This was not a point that Mitchy was conscious of freedom of mind to examine. “Do I understand you that Nanda was her mother’s authority—?”

“For the exact shade of the intimacy of the two friends and the state of Mrs. Brook’s information? Precisely—it was ‘the latest before going to press.’ ‘Our own correspondent’! Her mother quoted her.”

Mr. Mitchett visibly wondered. “But how should Nanda know—?”

“Anything about the matter? How should she NOT know everything? You’ve not, I suppose, lost sight of the fact that this lady and Mrs. Grendon are sisters. Carrie’s situation and Carrie’s perils are naturally very present to the extremely unoccupied Tishy, who is unhappily married into the bargain, who has no children, and whose house, as you may imagine, has a good thick atmosphere of partisanship. So, as with Nanda, on HER side, there’s no more absorbing interest than her dear friend Tishy, with whom she’s at present staying and under whose roof she perpetually meets this victim of unjust aspersions—!”

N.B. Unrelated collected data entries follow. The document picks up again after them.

pub mod errors;
pub mod market;
pub mod ports;
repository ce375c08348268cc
//! Core market types shared by the fetcher, classifier and orchestrator.

use chrono::{DateTime, Utc};
use serde::{Deserialize, Serialize};

/// One intraday observation as the provider returns it. Close or volume may
/// be missing for halted or thinly traded bars; the classifier drops those
/// rows before computing anything.
#[derive(Debug, Clone, Copy, PartialEq)]
pub struct RawBar {
    pub timestamp: DateTime<Utc>,
    pub close: Option<f64>,
    pub volume: Option<u64>,
}

impl RawBar {
    pub fn new(timestamp: DateTime<Utc>, close: Option<f64>, volume: Option<u64>) -> Self {
        Self {
            timestamp,
            close,
            volume,
        }
    }
}

/// Chronological bars for one symbol over the lookback window
/// (5 trading days of 5-minute bars, fewer across gaps and holidays).
pub type SeriesWindow = Vec<RawBar>;

/// Outcome of scoring one symbol's series.
#[derive(Debug, Clone, PartialEq, Serialize, Deserialize)]
pub struct Classification {
    pub symbol: String,
    pub current_vol: f64,
    pub avg_vol: f64,
    /// Current bar volume over window average. Undefined ratios never reach
    /// this type; the classifier rejects them first.
    pub ratio: f64,
    pub avg_turnover: f64,
}

#[derive(Debug, Clone, Copy, PartialEq, Eq, Serialize, Deserialize)]
#[serde(rename_all = "lowercase")]
pub enum ScanStatus {
    Starting,
    Running,
    Complete,
}

/// Aggregate outcome of one full scan over the symbol universe.
#[derive(Debug, Clone, Serialize, Deserialize)]
pub struct ScanResult {
    /// Classifications with ratio above the spike threshold, descending by ratio.
    pub matches: Vec<Classification>,
    /// Top classifications by ratio across every liquidity-passing symbol,
    /// capped at the configured count. Not limited to matches.
    pub top_spikes: Vec<Classification>,
    pub total_scanned: usize,
    pub status: ScanStatus,
}
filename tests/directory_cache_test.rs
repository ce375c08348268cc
//! Integration tests for the two-tier symbol directory cache against a real
//! SQLite file.

use async_trait::async_trait;
use std::sync::Arc;
use std::sync::atomic::{AtomicUsize, Ordering};
use volspike::domain::errors::FeedError;
use volspike::domain::ports::SymbolFeed;
use volspike::infrastructure::persistence::Database;
use volspike::infrastructure::symbols::SymbolDirectory;
use volspike::infrastructure::symbols::directory_cache::FALLBACK_SYMBOLS;

struct FailingFeed {
    calls: AtomicUsize,
}

#[async_trait]
impl SymbolFeed for FailingFeed {
    async fn fetch_symbols(&self) -> Result<Vec<String>, FeedError> {
        self.calls.fetch_add(1, Ordering::SeqCst);
        Err(FeedError::Status { status: 503 })
    }
}

struct StaticFeed {
    symbols: Vec<String>,
    calls: AtomicUsize,
}

#[async_trait]
impl SymbolFeed for StaticFeed {
    async fn fetch_symbols(&self) -> Result<Vec<String>, FeedError> {
        self.calls.fetch_add(1, Ordering::SeqCst);
        Ok(self.symbols.clone())
    }
}

async fn temp_db(name: &str) -> Database {
    let path = std::env::temp_dir().join(format!(
        "volspike-test-{}-{}.db",
        name,
        std::process::id()
    ));
    let _ = std::fs::remove_file(&path);
    Database::new(&format!("sqlite://{}", path.display()))
        .await
        .unwrap()
}

#[tokio::test]
async fn pristine_deployment_with_dead_feed_serves_fallback() {
    let db = temp_db("fallback").await;
    let feed = Arc::new(FailingFeed {
        calls: AtomicUsize::new(0),
    });
    let directory = SymbolDirectory::new(db, feed.clone());

    let symbols = directory.get_symbols().await;

    assert_eq!(symbols.len(), 6);
    assert_eq!(symbols, FALLBACK_SYMBOLS.map(String::from).to_vec());
    // Never downloaded, so the refresh was attempted exactly once.
    assert_eq!(feed.calls.load(Ordering::SeqCst), 1);
}

#[tokio::test]
async fn first_run_downloads_and_persists_the_listing() {
    let db = temp_db("first-run").await;
    let feed = Arc::new(StaticFeed {
        symbols: vec!["WIPRO".to_string(), "LT".to_string()],
        calls: AtomicUsize::new(0),
    });
    let directory = SymbolDirectory::new(db.clone(), feed.clone());

    let symbols = directory.get_symbols().await;
    assert_eq!(symbols, vec!["WIPRO", "LT"]);

    // The listing and the download date landed in the database.
    let rows: Vec<(String,)> = sqlx::query_as("SELECT symbol FROM symbols ORDER BY symbol")
        .fetch_all(&db.pool)
        .await
        .unwrap();
    assert_eq!(rows.len(), 2);

    let date: Option<(String,)> =
        sqlx::query_as("SELECT value FROM metadata WHERE key = 'last_download_date'")
            .fetch_optional(&db.pool)
            .await
            .unwrap();
    let today = chrono::Local::now().date_naive().to_string();
    assert_eq!(date.unwrap().0, today);
}

#[tokio::test]
async fn persisted_listing_survives_feed_outage() {
    let db = temp_db("outage").await;

    // Seed the cache as if a download happened earlier today; with
    // last_download == today the refresh predicate is false on any weekday.
    let today = chrono::Local::now().date_naive().to_string();
    for symbol in ["RELIANCE", "TCS"] {
        sqlx::query("INSERT INTO symbols (symbol) VALUES (?)")
            .bind(symbol)
            .execute(&db.pool)
            .await
            .unwrap();
    }
    sqlx::query("INSERT INTO metadata (key, value) VALUES ('last_download_date', ?)")
        .bind(&today)
        .execute(&db.pool)
        .await
        .unwrap();

    let feed = Arc::new(FailingFeed {
        calls: AtomicUsize::new(0),
    });
    let directory = SymbolDirectory::new(db, feed.clone());

    let symbols = directory.get_symbols().await;
    assert_eq!(symbols, vec!["RELIANCE", "TCS"]);
    // No refresh was due, so the dead feed was never touched.
    assert_eq!(feed.calls.load(Ordering::SeqCst), 0);
}

#[tokio::test]
async fn second_call_is_served_from_the_process_memo() {
    let db = temp_db("memo").await;
    let feed = Arc::new(StaticFeed {
        symbols: vec!["SBIN".to_string()],
        calls: AtomicUsize::new(0),
    });
    let directory = SymbolDirectory::new(db, feed.clone());

    let first = directory.get_symbols().await;
    let second = directory.get_symbols().await;

    assert_eq!(first, second);
    assert_eq!(feed.calls.load(Ordering::SeqCst), 1);
}
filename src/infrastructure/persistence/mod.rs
pub mod database;

pub use database::Database;
pub mod directory_cache;
pub mod nse_feed;

pub use directory_cache::SymbolDirectory;
pub use nse_feed::NseSymbolFeed;
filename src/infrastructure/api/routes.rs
//! HTTP API routes: job submission and status polling.

use crate::application::jobs::JobRunner;
use axum::{
    Json, Router,
    extract::State,
    http::StatusCode,
    response::IntoResponse,
    routing::{get, post},
};
use std::sync::Arc;
use tower_http::cors::CorsLayer;
use tower_http::trace::TraceLayer;

/// Application state.
#[derive(Clone)]
pub struct AppState {
    pub jobs: Arc<JobRunner>,
}

/// Build the application router.
pub fn build_router(state: AppState) -> Router {
    Router::new()
        .route("/api/analyze", post(start_analyze))
        .route("/api/status", get(get_status))
        .layer(CorsLayer::permissive())
        .layer(TraceLayer::new_for_http())
        .with_state(state)
}

async fn start_analyze(State(state): State<AppState>) -> impl IntoResponse {
    match state.jobs.start_scan() {
        Ok(()) => (
            StatusCode::OK,
            Json(serde_json::json!({ "status": "started" })),
        ),
        Err(e) => (
            StatusCode::BAD_REQUEST,
            Json(serde_json::json!({ "error": e.to_string() })),
        ),
    }
}

async fn get_status(State(state): State<AppState>) -> impl IntoResponse {
    Json(state.jobs.snapshot())
}
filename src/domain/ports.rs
use crate::domain::errors::{FeedError, ProviderError};
use crate::domain::market::SeriesWindow;
use async_trait::async_trait;
use std::collections::HashMap;

// Need async_trait for async functions in traits
#[async_trait]
pub trait SymbolFeed: Send + Sync {
    /// Download the full tradable-symbol listing from the external feed.
    async fn fetch_symbols(&self) -> Result<Vec<String>, FeedError>;
}

#[async_trait]
pub trait MarketDataService: Send + Sync {
    /// Fetch the intraday lookback window for every symbol in one batch.
    ///
    /// Symbols whose data cannot be retrieved or parsed are simply absent
    /// from the map. Implementations must not spawn their own concurrency:
    /// the orchestrator already parallelizes across batches, and stacking
    /// provider-side threading on top exhausts OS thread limits.
    async fn fetch_batch(
        &self,
        symbols: &[String],
    ) -> Result<HashMap<String, SeriesWindow>, ProviderError>;
}

#[async_trait]
pub trait SymbolUniverse: Send + Sync {
    /// The symbol universe to scan. Infallible: falls back to cached or
    /// hardcoded symbols rather than erroring.
    async fn symbols(&self) -> Vec<String>;
}
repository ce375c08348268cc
//! Yahoo Finance chart fetcher for NSE tickers.
//!
//! One `fetch_batch` call walks its tickers sequentially against the v8
//! chart endpoint. That sequencing is a contract, not an accident: the
//! orchestrator already runs a worker pool across batches, and the fetcher
//! adding its own concurrency on top would multiply outstanding connections
//! past the configured budget.

use crate::domain::errors::ProviderError;
use crate::domain::market::{RawBar, SeriesWindow};
use crate::domain::ports::MarketDataService;
use crate::infrastructure::core::cooldown::CooldownGate;
use crate::infrastructure::core::http_client_factory::HttpClientFactory;
use async_trait::async_trait;
use chrono::DateTime;
use reqwest::StatusCode;
use reqwest_middleware::ClientWithMiddleware;
use serde::Deserialize;
use std::collections::HashMap;
use std::sync::Arc;
use std::time::Duration;
use tracing::{debug, warn};

pub const DEFAULT_BASE_URL: &str = "https://query1.finance.yahoo.com";

/// NSE listings carry this suffix on Yahoo.
const MARKET_SUFFIX: &str = ".NS";

const USER_AGENT: &str = "Mozilla/5.0 (Macintosh; Intel Mac OS X 10_15_7) \
     AppleWebKit/537.36 (KHTML, like Gecko) Chrome/120.0.0.0 Safari/537.36";

pub struct YahooMarketData {
    client: ClientWithMiddleware,
    base_url: String,
    /// Lookback span, e.g. "5d".
    range: String,
    /// Bar interval, e.g. "5m".
    interval: String,
    timeout: Duration,
    cooldown: Arc<CooldownGate>,
}

impl YahooMarketData {
    pub fn new(
        base_url: String,
        range: String,
        interval: String,
        timeout: Duration,
        cooldown: Arc<CooldownGate>,
    ) -> Self {
        Self {
            client: HttpClientFactory::create_client(),
            base_url,
            range,
            interval,
            timeout,
            cooldown,
        }
    }

    async fn fetch_one(&self, ticker: &str) -> Result<SeriesWindow, ProviderError> {
        let url = format!(
            "{}/v8/finance/chart/{}?range={}&interval={}",
            self.base_url, ticker, self.range, self.interval
        );

        let response = self
            .client
            .get(&url)
            .header(reqwest::header::USER_AGENT, USER_AGENT)
            .timeout(self.timeout)
            .send()
            .await?;

        let status = response.status();
        if status == StatusCode::TOO_MANY_REQUESTS {
            return Err(ProviderError::RateLimited);
        }
        if !status.is_success() {
            return Err(ProviderError::Status {
                ticker: ticker.to_string(),
                status: status.as_u16(),
            });
        }

        let envelope: ChartEnvelope =
            response
                .json()
                .await
                .map_err(|e| ProviderError::Malformed {
                    ticker: ticker.to_string(),
                    reason: e.to_string(),
                })?;

        parse_chart(ticker, envelope)
    }
}

#[async_trait]
impl MarketDataService for YahooMarketData {
    async fn fetch_batch(
        &self,
        symbols: &[String],
    ) -> Result<HashMap<String, SeriesWindow>, ProviderError> {
        let mut series_by_symbol = HashMap::with_capacity(symbols.len());

        for symbol in symbols {
            self.cooldown.wait_if_armed().await;

            let ticker = format!("{}{}", symbol, MARKET_SUFFIX);
            match self.fetch_one(&ticker).await {
                Ok(series) => {
                    series_by_symbol.insert(symbol.clone(), series);
                }
                Err(ProviderError::RateLimited) => {
                    // Pause the whole pool; the rest of this batch is lost.
                    self.cooldown.arm().await;
                    return Err(ProviderError::RateLimited);
                }
                // One bad ticker must not cost its batch siblings.
                Err(e) => debug!("{}: skipped ({})", ticker, e),
            }
        }

        if series_by_symbol.is_empty() && !symbols.is_empty() {
            warn!("Batch of {} tickers returned no usable series", symbols.len());
        }
        Ok(series_by_symbol)
    }
}

#[derive(Debug, Deserialize)]
struct ChartEnvelope {
    chart: Chart,
}

#[derive(Debug, Deserialize)]
struct Chart {
    result: Option<Vec<ChartResult>>,
}

#[derive(Debug, Deserialize)]
struct ChartResult {
    timestamp: Option<Vec<i64>>,
    indicators: Indicators,
}

#[derive(Debug, Deserialize)]
struct Indicators {
    quote: Vec<Quote>,
}

#[derive(Debug, Deserialize)]
struct Quote {
    close: Option<Vec<Option<f64>>>,
    volume: Option<Vec<Option<u64>>>,
}

/// Zip the chart arrays into bars, preserving nulls for the classifier to
/// drop. Bars with an invalid epoch are discarded.
fn parse_chart(ticker: &str, envelope: ChartEnvelope) -> Result<SeriesWindow, ProviderError> {
    let result = envelope
        .chart
        .result
        .and_then(|mut results| results.pop())
        .ok_or_else(|| ProviderError::Malformed {
            ticker: ticker.to_string(),
            reason: "empty chart result".to_string(),
        })?;

    let quote = result
        .indicators
        .quote
        .into_iter()
        .next()
        .ok_or_else(|| ProviderError::Malformed {
            ticker: ticker.to_string(),
            reason: "no quote indicators".to_string(),
        })?;

    let timestamps = result.timestamp.unwrap_or_default();
    let closes = quote.close.unwrap_or_default();
    let volumes = quote.volume.unwrap_or_default();

    let mut series = Vec::with_capacity(timestamps.len());
    for (i, epoch) in timestamps.iter().enumerate() {
        let Some(timestamp) = DateTime::from_timestamp(*epoch, 0) else {
            continue;
        };
        series.push(RawBar::new(
            timestamp,
            closes.get(i).copied().flatten(),
            volumes.get(i).copied().flatten(),
        ));
    }
    Ok(series)
}

#[cfg(test)]
mod tests {
    use super::*;

    fn envelope(json: &str) -> ChartEnvelope {
        serde_json::from_str(json).unwrap()
    }

    #[test]
    fn parses_chart_arrays_preserving_nulls() {
        let payload = r#"{
            "chart": {
                "result": [{
                    "timestamp": [1700000000, 1700000300, 1700000600],
                    "indicators": {
                        "quote": [{
                            "close": [100.5, null, 101.25],
                            "volume": [1200, 0, null]
                        }]
                    }
                }]
            }
        }"#;

        let series = parse_chart("RELIANCE.NS", envelope(payload)).unwrap();
        assert_eq!(series.len(), 3);
        assert_eq!(series[0].close, Some(100.5));
        assert_eq!(series[0].volume, Some(1200));
        assert_eq!(series[1].close, None);
        assert_eq!(series[1].volume, Some(0));
        assert_eq!(series[2].close, Some(101.25));
        assert_eq!(series[2].volume, None);
    }

    #[test]
    fn empty_result_is_malformed() {
        let payload = r#"{"chart": {"result": null}}"#;
        assert!(matches!(
            parse_chart("TCS.NS", envelope(payload)),
            Err(ProviderError::Malformed { .. })
        ));
    }

    #[test]
    fn short_indicator_arrays_leave_missing_fields_empty() {
        let payload = r#"{
            "chart": {
                "result": [{
                    "timestamp": [1700000000, 1700000300],
                    "indicators": {
                        "quote": [{
                            "close": [100.0],
                            "volume": [500]
                        }]
                    }
                }]
            }
        }"#;

        let series = parse_chart("INFY.NS", envelope(payload)).unwrap();
        assert_eq!(series.len(), 2);
        assert_eq!(series[1].close, None);
        assert_eq!(series[1].volume, None);
    }
}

“I see the whole thing from here, you imply?” Mr. Mitchett, under the influence of this rapid evocation, had already taken his line. “Well,” he said bravely, “Nanda’s not a fool.”

A momentary silence on the part of the Duchess might have been her tribute to his courage. “No. I don’t agree with her, as it happens, here; but that there are matters as to which she’s not in general at all befogged is exactly the worst I ever said of her. And I hold that in putting it so—on the basis of my little anecdote—you clearly give out that you’re answered.”

Mitchy turned it over. “Answered?”

“In the quarrel that a while back you sought to pick with me. What I touched on to her mother was the peculiar range of aspects and interests she’s compelled to cultivate by the special intimacies that Mrs. Brook permits her. There they are—and that’s all I said. Judge them for yourself.”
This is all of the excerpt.